Parthiv's performance, both with the bat and with the gloves, faltered. And the search for that perfect option began once again amid rising criticism about Parthiv, who still a youngster.
India then shifted to Dinesh Karthik, a young cricketer from Tamil Nadu, but that too didn't last long although the selectors had little to stress about. 14 months after Parthiv's last Test appearance and few days after Karthik's, back then, India had found MS Dhoni.
He too wasn't that perfect an option but was a hard worker and picked up all the tactics, learned from his mistakes and India finally had a wicketkeeper to cherish for a lifetime.

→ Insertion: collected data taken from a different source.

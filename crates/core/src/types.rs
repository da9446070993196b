//! Core types for kvparity
//!
//! This module defines the foundational types:
//! - RunId: Unique identifier for a seeding run
//! - ValueType: Type discriminator for server-side values
//! - Endpoint: Network address of a target
//! - Capabilities: Result of the protocol handshake
//! - Target: Endpoint plus negotiated capabilities

use serde::{Deserialize, Serialize};
use std::collections::BTreeMap;
use std::fmt;
use std::str::FromStr;
use uuid::Uuid;

use crate::error::{Error, Result};

/// Unique identifier for a seeding run
///
/// Attached to every log line emitted during a run so interleaved runs
/// against shared targets can be told apart.
#[derive(Debug, Clone, Copy, PartialEq, Eq, Hash, Serialize, Deserialize)]
pub struct RunId(Uuid);

impl RunId {
    /// Create a new random RunId using UUID v4
    pub fn new() -> Self {
        Self(Uuid::new_v4())
    }

    /// Parse a RunId from a string representation
    pub fn from_string(s: &str) -> Option<Self> {
        Uuid::parse_str(s).ok().map(Self)
    }
}

impl Default for RunId {
    fn default() -> Self {
        Self::new()
    }
}

impl fmt::Display for RunId {
    fn fmt(&self, f: &mut fmt::Formatter<'_>) -> fmt::Result {
        write!(f, "{}", self.0)
    }
}

/// Value type of a key as reported by `TYPE`
///
/// Ordering is fixed; the generator draws types by index into
/// [`ValueType::ALL`], so reordering variants changes generated workloads.
#[derive(Debug, Clone, Copy, PartialEq, Eq, PartialOrd, Ord, Hash, Serialize, Deserialize)]
#[serde(rename_all = "UPPERCASE")]
pub enum ValueType {
    /// Binary-safe string
    String,
    /// List of elements
    List,
    /// Unordered set of members
    Set,
    /// Field/value map
    Hash,
    /// Sorted set of scored members
    ZSet,
    /// JSON document
    Json,
}

impl ValueType {
    /// Every value type, in draw order
    pub const ALL: [ValueType; 6] = [
        ValueType::String,
        ValueType::List,
        ValueType::Set,
        ValueType::Hash,
        ValueType::ZSet,
        ValueType::Json,
    ];

    /// Name used in configuration and reports
    pub fn name(&self) -> &'static str {
        match self {
            ValueType::String => "STRING",
            ValueType::List => "LIST",
            ValueType::Set => "SET",
            ValueType::Hash => "HASH",
            ValueType::ZSet => "ZSET",
            ValueType::Json => "JSON",
        }
    }

    /// Parse the reply of the `TYPE` command.
    ///
    /// Returns `None` for `none` (key absent) and for types this engine
    /// does not generate.
    pub fn from_type_reply(reply: &str) -> Option<Self> {
        match reply.to_ascii_lowercase().as_str() {
            "string" => Some(ValueType::String),
            "list" => Some(ValueType::List),
            "set" => Some(ValueType::Set),
            "hash" => Some(ValueType::Hash),
            "zset" => Some(ValueType::ZSet),
            "rejson-rl" | "json" => Some(ValueType::Json),
            _ => None,
        }
    }
}

impl fmt::Display for ValueType {
    fn fmt(&self, f: &mut fmt::Formatter<'_>) -> fmt::Result {
        f.write_str(self.name())
    }
}

impl FromStr for ValueType {
    type Err = Error;

    fn from_str(s: &str) -> Result<Self> {
        ValueType::ALL
            .into_iter()
            .find(|t| t.name().eq_ignore_ascii_case(s))
            .ok_or_else(|| Error::invalid_config(format!("unknown value type '{}'", s)))
    }
}

/// Network address of a target server
#[derive(Debug, Clone, PartialEq, Eq, PartialOrd, Ord, Hash, Serialize, Deserialize)]
pub struct Endpoint {
    /// Host name or IP address
    pub host: String,
    /// TCP port
    pub port: u16,
}

impl Endpoint {
    /// Create an endpoint
    pub fn new(host: impl Into<String>, port: u16) -> Self {
        Self {
            host: host.into(),
            port,
        }
    }

    /// Endpoint on the loopback interface
    pub fn localhost(port: u16) -> Self {
        Self::new("127.0.0.1", port)
    }
}

impl fmt::Display for Endpoint {
    fn fmt(&self, f: &mut fmt::Formatter<'_>) -> fmt::Result {
        write!(f, "{}:{}", self.host, self.port)
    }
}

impl FromStr for Endpoint {
    type Err = Error;

    /// Accepts `host:port` or a bare port (loopback implied).
    fn from_str(s: &str) -> Result<Self> {
        if let Ok(port) = s.parse::<u16>() {
            return Ok(Endpoint::localhost(port));
        }
        let (host, port) = s
            .rsplit_once(':')
            .ok_or_else(|| Error::invalid_config(format!("endpoint '{}' is not host:port", s)))?;
        let port = port
            .parse::<u16>()
            .map_err(|_| Error::invalid_config(format!("endpoint '{}' has an invalid port", s)))?;
        if host.is_empty() {
            return Err(Error::invalid_config(format!("endpoint '{}' has no host", s)));
        }
        Ok(Endpoint::new(host, port))
    }
}

/// Capabilities negotiated by the handshake
#[derive(Debug, Clone, PartialEq, Eq, Serialize, Deserialize)]
pub struct Capabilities {
    /// Negotiated protocol version (2 or 3)
    pub protocol: u8,
    /// Server name (`server` field)
    pub server: Option<String>,
    /// Server version (`version` field)
    pub version: Option<String>,
    /// Server mode (`mode` field, e.g. "standalone")
    pub mode: Option<String>,
    /// Every scalar field of the handshake reply, rendered as text
    pub flags: BTreeMap<String, String>,
}

impl Capabilities {
    /// Capabilities assumed when the server rejects the handshake command
    pub fn resp2_fallback() -> Self {
        Self {
            protocol: 2,
            server: None,
            version: None,
            mode: None,
            flags: BTreeMap::new(),
        }
    }

    /// Build capabilities from the flattened handshake map
    pub fn from_flags(flags: BTreeMap<String, String>) -> Result<Self> {
        let protocol = match flags.get("proto") {
            Some(p) => p
                .parse::<u8>()
                .map_err(|_| Error::invalid_config(format!("handshake proto '{}' is not a number", p)))?,
            None => 2,
        };
        Ok(Self {
            protocol,
            server: flags.get("server").cloned(),
            version: flags.get("version").cloned(),
            mode: flags.get("mode").cloned(),
            flags,
        })
    }

    /// Look up a raw handshake field
    pub fn flag(&self, name: &str) -> Option<&str> {
        self.flags.get(name).map(String::as_str)
    }
}

/// A server instance under test
///
/// Immutable for the duration of a run.
#[derive(Debug, Clone, PartialEq, Eq, Serialize, Deserialize)]
pub struct Target {
    endpoint: Endpoint,
    capabilities: Capabilities,
}

impl Target {
    /// Create a target from an endpoint and its negotiated capabilities
    pub fn new(endpoint: Endpoint, capabilities: Capabilities) -> Self {
        Self {
            endpoint,
            capabilities,
        }
    }

    /// Network address
    pub fn endpoint(&self) -> &Endpoint {
        &self.endpoint
    }

    /// Negotiated capabilities
    pub fn capabilities(&self) -> &Capabilities {
        &self.capabilities
    }

    /// Negotiated protocol version
    pub fn protocol(&self) -> u8 {
        self.capabilities.protocol
    }
}

impl fmt::Display for Target {
    fn fmt(&self, f: &mut fmt::Formatter<'_>) -> fmt::Result {
        self.endpoint.fmt(f)
    }
}

#[cfg(test)]
mod tests {
    use super::*;

    #[test]
    fn test_run_id_unique() {
        assert_ne!(RunId::new(), RunId::new());
    }

    #[test]
    fn test_run_id_roundtrip_string() {
        let id = RunId::new();
        assert_eq!(RunId::from_string(&id.to_string()), Some(id));
        assert_eq!(RunId::from_string("not-a-uuid"), None);
    }

    #[test]
    fn test_value_type_from_type_reply() {
        assert_eq!(ValueType::from_type_reply("string"), Some(ValueType::String));
        assert_eq!(ValueType::from_type_reply("zset"), Some(ValueType::ZSet));
        assert_eq!(ValueType::from_type_reply("ReJSON-RL"), Some(ValueType::Json));
        assert_eq!(ValueType::from_type_reply("none"), None);
        assert_eq!(ValueType::from_type_reply("stream"), None);
    }

    #[test]
    fn test_value_type_from_str_case_insensitive() {
        assert_eq!("json".parse::<ValueType>().unwrap(), ValueType::Json);
        assert_eq!("ZSet".parse::<ValueType>().unwrap(), ValueType::ZSet);
        assert!("stream".parse::<ValueType>().is_err());
    }

    #[test]
    fn test_value_type_serde_uses_upper_case() {
        let json = serde_json::to_string(&ValueType::Json).unwrap();
        assert_eq!(json, "\"JSON\"");
        let back: ValueType = serde_json::from_str("\"HASH\"").unwrap();
        assert_eq!(back, ValueType::Hash);
    }

    #[test]
    fn test_endpoint_parse() {
        let ep: Endpoint = "localhost:6379".parse().unwrap();
        assert_eq!(ep, Endpoint::new("localhost", 6379));

        let ep: Endpoint = "5556".parse().unwrap();
        assert_eq!(ep, Endpoint::localhost(5556));

        assert!("localhost".parse::<Endpoint>().is_err());
        assert!(":6379".parse::<Endpoint>().is_err());
        assert!("host:99999".parse::<Endpoint>().is_err());
    }

    #[test]
    fn test_endpoint_display() {
        assert_eq!(Endpoint::localhost(7000).to_string(), "127.0.0.1:7000");
    }

    #[test]
    fn test_capabilities_from_flags() {
        let flags: BTreeMap<String, String> = [
            ("server", "redis"),
            ("version", "6.2.11"),
            ("proto", "3"),
            ("mode", "standalone"),
        ]
        .into_iter()
        .map(|(k, v)| (k.to_string(), v.to_string()))
        .collect();

        let caps = Capabilities::from_flags(flags).unwrap();
        assert_eq!(caps.protocol, 3);
        assert_eq!(caps.server.as_deref(), Some("redis"));
        assert_eq!(caps.flag("mode"), Some("standalone"));
        assert_eq!(caps.flag("role"), None);
    }

    #[test]
    fn test_capabilities_missing_proto_defaults_to_resp2() {
        let caps = Capabilities::from_flags(BTreeMap::new()).unwrap();
        assert_eq!(caps.protocol, 2);
    }

    #[test]
    fn test_target_display_is_endpoint() {
        let target = Target::new(Endpoint::localhost(5555), Capabilities::resp2_fallback());
        assert_eq!(target.to_string(), "127.0.0.1:5555");
        assert_eq!(target.protocol(), 2);
    }
}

Such was Dhoni's dominance or grasp over his spot that none failed to breach it until his Test retirement in 2014. While Karthik had earlier opined that he lost his spot to a "special cricketer", Parthiv is not willing to blame Dhoni's presence for his shortened career.
"Many people said me that I was born in a wrong era and that it was Dhoni's era but I have told it before also that I made my India debut before MS Dhoni. It will be wrong if I seek sympathy by saying that my career was shortened because of MS Dhoni's presence. I think my performance was not up to the mark and that is why others got chance. Dinesh Karthik got it first and then MS Dhoni. If I was doing well then nobody could have replaced me. I have never seek that sympathy of not playing for long because I was born in Dhoni's era," Patel told former India opener Aakash Chopra.
Such was the level of criticism following Parthiv's downfall that the youngster feared facing a soft tennis ball, he recalled. And facing the axe in 2004 left him shattered.
"I was scared when I got dropped. I used to think I will not be able to catch even a tennis ball because many former cricketers and journalists were writing a lot of things about me and I read all of them. That brought a sense of fear in me and I was scared. Then I started playing cricket with Under-16 guys just to get back my confidence, I used to bat and keep with them just to see if I can play cricket again or not. I started from zero after getting dropped in 2004. When I started enjoying I made a promise to myself that I will enjoy my cricket at whatever level I play at, whether it's district or club matches," Parthiv Patel recalled.
Parthiv last appeared for India in 2018 tour of South Africa after first-choice option Wriddhiman Saha was sidelined with an injury. But the run did not last long, once again.